◆ **Task objective**: Down to the last character, transcribe every record.

▼

//! Command-line interface.

use clap::{Parser, Subcommand};
use std::path::PathBuf;

#[derive(Parser, Debug)]
#[command(name = "scribed")]
#[command(about = "Real-time speech-to-text streaming server")]
#[command(version)]
pub struct Cli {
    #[command(subcommand)]
    pub command: Option<Commands>,

    /// Path to the configuration file
    #[arg(short, long, global = true)]
    pub config: Option<PathBuf>,

    /// Bind host (overrides config)
    #[arg(long, global = true)]
    pub host: Option<String>,

    /// Bind port (overrides config)
    #[arg(short, long, global = true)]
    pub port: Option<u16>,

    /// Whisper model name (overrides config)
    #[arg(short, long, global = true)]
    pub model: Option<String>,

    /// Transcription language, or "auto" (overrides config)
    #[arg(short, long, global = true)]
    pub language: Option<String>,

    /// Increase log verbosity (-v, -vv)
    #[arg(short, long, action = clap::ArgAction::Count, global = true)]
    pub verbose: u8,
}

#[derive(Subcommand, Debug)]
pub enum Commands {
    /// Run the streaming server (the default)
    Serve,
    /// Transcribe a single audio file and print the text
    Transcribe {
        /// Audio file (WAV, WebM, Ogg, MP4, MP3)
        file: PathBuf,
    },
    /// Manage Whisper models
    Models {
        #[command(subcommand)]
        action: ModelsAction,
    },
}

#[derive(Subcommand, Debug)]
pub enum ModelsAction {
    /// List catalog models and their installation status
    List,
    /// Download and install a model
    Install {
        /// Model name (e.g. "base", "small.en")
        name: String,
    },
}
//! Loudness measurement for silence gating.
//!
//! Two gates exist because the two transports deliver different material:
//! decoded chunk audio is gated on RMS loudness in dBFS, raw SDK track PCM
//! on normalized peak amplitude.

/// Floor returned for digital silence, in dBFS.
pub const SILENCE_FLOOR_DBFS: f32 = -120.0;

/// Peak absolute amplitude of normalized samples (0.0 to 1.0).
pub fn peak(samples: &[f32]) -> f32 {
    samples.iter().fold(0.0_f32, |acc, &s| acc.max(s.abs()))
}

/// Peak absolute amplitude of i16 PCM, normalized to 0.0..=1.0.
pub fn peak_i16(samples: &[i16]) -> f32 {
    let raw = samples.iter().fold(0_i32, |acc, &s| {
        acc.max((s as i32).saturating_abs())
    });
    raw as f32 / 32768.0
}

/// Root-mean-square level of normalized samples.
pub fn rms(samples: &[f32]) -> f32 {
    if samples.is_empty() {
        return 0.0;
    }
    let sum_sq: f64 = samples.iter().map(|&s| (s as f64) * (s as f64)).sum();
    (sum_sq / samples.len() as f64).sqrt() as f32
}

/// RMS loudness in dBFS, floored at [`SILENCE_FLOOR_DBFS`].
pub fn dbfs(samples: &[f32]) -> f32 {
    let level = rms(samples);
    if level <= 0.0 {
        return SILENCE_FLOOR_DBFS;
    }
    (20.0 * level.log10()).max(SILENCE_FLOOR_DBFS)
}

▲

◆ **Reply**:
//! Command-line interface.

use clap::{Parser, Subcommand};
use std::path::PathBuf;

#[derive(Parser, Debug)]
#[command(name = "scribed")]
#[command(about = "Real-time speech-to-text streaming server")]
#[command(version)]
pub struct Cli {
    #[command(subcommand)]
    pub command: Option<Commands>,

    /// Path to the configuration file
    #[arg(short, long, global = true)]
    pub config: Option<PathBuf>,

    /// Bind host (overrides config)
    #[arg(long, global = true)]
    pub host: Option<String>,

    /// Bind port (overrides config)
    #[arg(short, long, global = true)]
    pub port: Option<u16>,

    /// Whisper model name (overrides config)
    #[arg(short, long, global = true)]
    pub model: Option<String>,

    /// Transcription language, or "auto" (overrides config)
    #[arg(short, long, global = true)]
    pub language: Option<String>,

    /// Increase log verbosity (-v, -vv)
    #[arg(short, long, action = clap::ArgAction::Count, global = true)]
    pub verbose: u8,
}

#[derive(Subcommand, Debug)]
pub enum Commands {
    /// Run the streaming server (the default)
    Serve,
    /// Transcribe a single audio file and print the text
    Transcribe {
        /// Audio file (WAV, WebM, Ogg, MP4, MP3)
        file: PathBuf,
    },
    /// Manage Whisper models
    Models {
        #[command(subcommand)]
        action: ModelsAction,
    },
}

#[derive(Subcommand, Debug)]
pub enum ModelsAction {
    /// List catalog models and their installation status
    List,
    /// Download and install a model
    Install {
        /// Model name (e.g. "base", "small.en")
        name: String,
    },
}
//! Loudness measurement for silence gating.
//!
//! Two gates exist because the two transports deliver different material:
//! decoded chunk audio is gated on RMS loudness in dBFS, raw SDK track PCM
//! on normalized peak amplitude.

/// Floor returned for digital silence, in dBFS.
pub const SILENCE_FLOOR_DBFS: f32 = -120.0;

/// Peak absolute amplitude of normalized samples (0.0 to 1.0).
pub fn peak(samples: &[f32]) -> f32 {
    samples.iter().fold(0.0_f32, |acc, &s| acc.max(s.abs()))
}

/// Peak absolute amplitude of i16 PCM, normalized to 0.0..=1.0.
pub fn peak_i16(samples: &[i16]) -> f32 {
    let raw = samples.iter().fold(0_i32, |acc, &s| {
        acc.max((s as i32).saturating_abs())
    });
    raw as f32 / 32768.0
}

/// Root-mean-square level of normalized samples.
pub fn rms(samples: &[f32]) -> f32 {
    if samples.is_empty() {
        return 0.0;
    }
    let sum_sq: f64 = samples.iter().map(|&s| (s as f64) * (s as f64)).sum();
    (sum_sq / samples.len() as f64).sqrt() as f32
}

/// RMS loudness in dBFS, floored at [`SILENCE_FLOOR_DBFS`].
pub fn dbfs(samples: &[f32]) -> f32 {
    let level = rms(samples);
    if level <= 0.0 {
        return SILENCE_FLOOR_DBFS;
    }
    (20.0 * level.log10()).max(SILENCE_FLOOR_DBFS)
}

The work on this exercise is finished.